- From: Graham Klyne <gk@ninebynine.org>
- Date: Tue, 01 Sep 2015 09:47:48 +0100
- To: Austin William Wright <aaa@bzfx.net>, Semantic Web <semantic-web@w3.org>
I've done some exploratory modelling [1] for something very like this recently, based on the PROV ontology [2]. The example is based on recording a series of edits performed using Inkscape on a given document. Key elements of the modelling are: (a) a URI for the document over its lifetime, (b) duri: URIs [3] for the various revisions, (c) prov:specializationOf to relate the individual revisions to the overall document, and (d) prov:wasDerivedFrom to relate the revisions. A key constraint here is that the PROV properties should be applied to generally static resources - they are designed record particular historical facts which are presumed to apply without contextual constraint to the identified entity resource.
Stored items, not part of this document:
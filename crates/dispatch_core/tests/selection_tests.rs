mod support;

use dispatch_core::config::SelectionStrictness;
use dispatch_core::geo::GeoLocator;
use dispatch_core::lifecycle::{AcceptOutcome, RejectReason};
use dispatch_core::request::{GeoPoint, RiderId, RideRequest};
use support::{builder_with_three_nearby_drivers, driver, pickup, TestEngineBuilder};

#[tokio::test]
async fn selection_truncates_to_max_candidates() {
    let harness = TestEngineBuilder::new()
        .with_driver("d1", 1.001, 1.0)
        .with_driver("d2", 1.002, 1.0)
        .with_driver("d3", 1.003, 1.0)
        .with_max_candidates(2)
        .build()
        .await;

    let response = harness
        .engine
        .create_request(RiderId::new("r1"), pickup())
        .await
        .expect("create request");
    assert_eq!(response.candidates, vec![driver("d1"), driver("d2")]);
}

#[tokio::test]
async fn offline_and_distant_drivers_are_not_offered() {
    let harness = TestEngineBuilder::new()
        .with_driver("near", 1.001, 1.0)
        .with_driver("sleeping", 1.002, 1.0)
        // ~150 km away: outside the 10 km default radius.
        .with_driver("far", 2.35, 1.0)
        .build()
        .await;
    harness
        .geo
        .set_driver_online(&driver("sleeping"), false)
        .await
        .expect("set offline");

    let response = harness
        .engine
        .create_request(RiderId::new("r1"), pickup())
        .await
        .expect("create request");
    assert_eq!(response.candidates, vec![driver("near")]);
}

#[tokio::test]
async fn drivers_on_a_live_request_are_excluded_from_new_offers() {
    let harness = builder_with_three_nearby_drivers().build().await;

    // An Open offer makes all its candidates busy.
    let first = harness
        .engine
        .create_request(RiderId::new("r1"), pickup())
        .await
        .expect("create request");
    let second = harness
        .engine
        .create_request(RiderId::new("r2"), pickup())
        .await
        .expect("create request");
    assert!(second.candidates.is_empty());

    // An Assigned request keeps both its assignee and its candidates busy.
    harness
        .engine
        .accept_ride(&driver("d1"), first.request_id)
        .await
        .expect("accept");
    let third = harness
        .engine
        .create_request(RiderId::new("r3"), pickup())
        .await
        .expect("create request");
    assert!(third.candidates.is_empty());
}

#[tokio::test]
async fn expired_request_frees_its_candidates() {
    let harness = builder_with_three_nearby_drivers().build().await;
    let first = harness
        .engine
        .create_request(RiderId::new("r1"), pickup())
        .await
        .expect("create request");

    harness.engine.handle_timeout(first.request_id).await;

    let next = harness
        .engine
        .create_request(RiderId::new("r2"), pickup())
        .await
        .expect("create request");
    assert_eq!(
        next.candidates,
        vec![driver("d1"), driver("d2"), driver("d3")]
    );
}

#[tokio::test]
async fn completed_request_frees_its_driver_for_selection() {
    let harness = builder_with_three_nearby_drivers().build().await;
    let response = harness
        .engine
        .create_request(RiderId::new("r1"), pickup())
        .await
        .expect("create request");
    harness
        .engine
        .accept_ride(&driver("d1"), response.request_id)
        .await
        .expect("accept");
    harness
        .engine
        .complete_ride(response.request_id)
        .await
        .expect("complete");

    let next = harness
        .engine
        .create_request(RiderId::new("r2"), pickup())
        .await
        .expect("create request");
    assert_eq!(
        next.candidates,
        vec![driver("d1"), driver("d2"), driver("d3")]
    );
}

/// The busy scan at selection time races with claims on other requests, so
/// the same driver can end up a candidate on two offers. Strict mode
/// rejects the second claim; best-effort mode lets it win.
#[tokio::test]
async fn strict_mode_rejects_claim_by_a_driver_assigned_elsewhere() {
    let harness = builder_with_three_nearby_drivers()
        .with_strictness(SelectionStrictness::RecheckOnClaim)
        .build()
        .await;

    // Hand-build the raced state: d1 is a candidate on both requests.
    let first = RideRequest::new(
        RiderId::new("r1"),
        GeoPoint::new(1.0, 1.0),
        vec![driver("d1"), driver("d2")],
    );
    let second = RideRequest::new(
        RiderId::new("r2"),
        GeoPoint::new(1.0, 1.0),
        vec![driver("d1"), driver("d3")],
    );
    let first_id = first.id;
    let second_id = second.id;
    harness.store.insert(first);
    harness.store.insert(second);

    let won = harness
        .engine
        .accept_ride(&driver("d1"), first_id)
        .await
        .expect("accept");
    assert!(won.is_accepted());

    let rechecked = harness
        .engine
        .accept_ride(&driver("d1"), second_id)
        .await
        .expect("accept");
    assert_eq!(
        rechecked,
        AcceptOutcome::Rejected {
            reason: RejectReason::DriverBusy
        }
    );
}

#[tokio::test]
async fn best_effort_mode_allows_the_double_claim() {
    let harness = builder_with_three_nearby_drivers().build().await;

    let first = RideRequest::new(
        RiderId::new("r1"),
        GeoPoint::new(1.0, 1.0),
        vec![driver("d1"), driver("d2")],
    );
    let second = RideRequest::new(
        RiderId::new("r2"),
        GeoPoint::new(1.0, 1.0),
        vec![driver("d1"), driver("d3")],
    );
    let first_id = first.id;
    let second_id = second.id;
    harness.store.insert(first);
    harness.store.insert(second);

    assert!(harness
        .engine
        .accept_ride(&driver("d1"), first_id)
        .await
        .expect("accept")
        .is_accepted());
    assert!(harness
        .engine
        .accept_ride(&driver("d1"), second_id)
        .await
        .expect("accept")
        .is_accepted());
}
This is at the moment just exploratoryso I can't claim this is currently "in practice". Also the duri: scheme is not permanently registered, but something similar could be done using http: URIs (and/or Memento [5]?). #g -- [1] http://annalist.atuin.ninebynine.org/annalist/c/artivity_example/d/ (The example here is presented using my work-in-progress Annalist linked data notebook software [4]) [2] http://www.w3.org/TR/prov-o/ [3] https://tools.ietf.org/html/draft-masinter-dated-uri-10 [4] https://github.com/gklyne/annalist [5] http://mementoweb.org/about/, http://mementoweb.org/guide/rfc/ On 29/08/2015 23:37, Austin William Wright wrote: > I've come across a problem trying to make it easy to revision documents that > have link relations to each other. I keep document which embed fairly standard > link relations like "up", "tag" and "collection". These documents are stored in > a database alongside metadata, revisioning link relations like > "predecessor-version". > > So the links from one document might look something like this: { ex:foo3 > iana:predecessor-version ex:foo2 ; iana:up ex:top . } > > But what about the resource containing the previous, now-outdated document? { > ex:foo2 predecessor-version ex:foo1 ; up ex:top . } > > Both these documents are saying that "up" is pointing to the same document, > which might be correct. Suppose I use these link relations to build a directory > listing, then my listing will contain old versions of documents that I don't > want to include. How do I avoid this? > > How do you revision documents in practice? > > Austin Wright.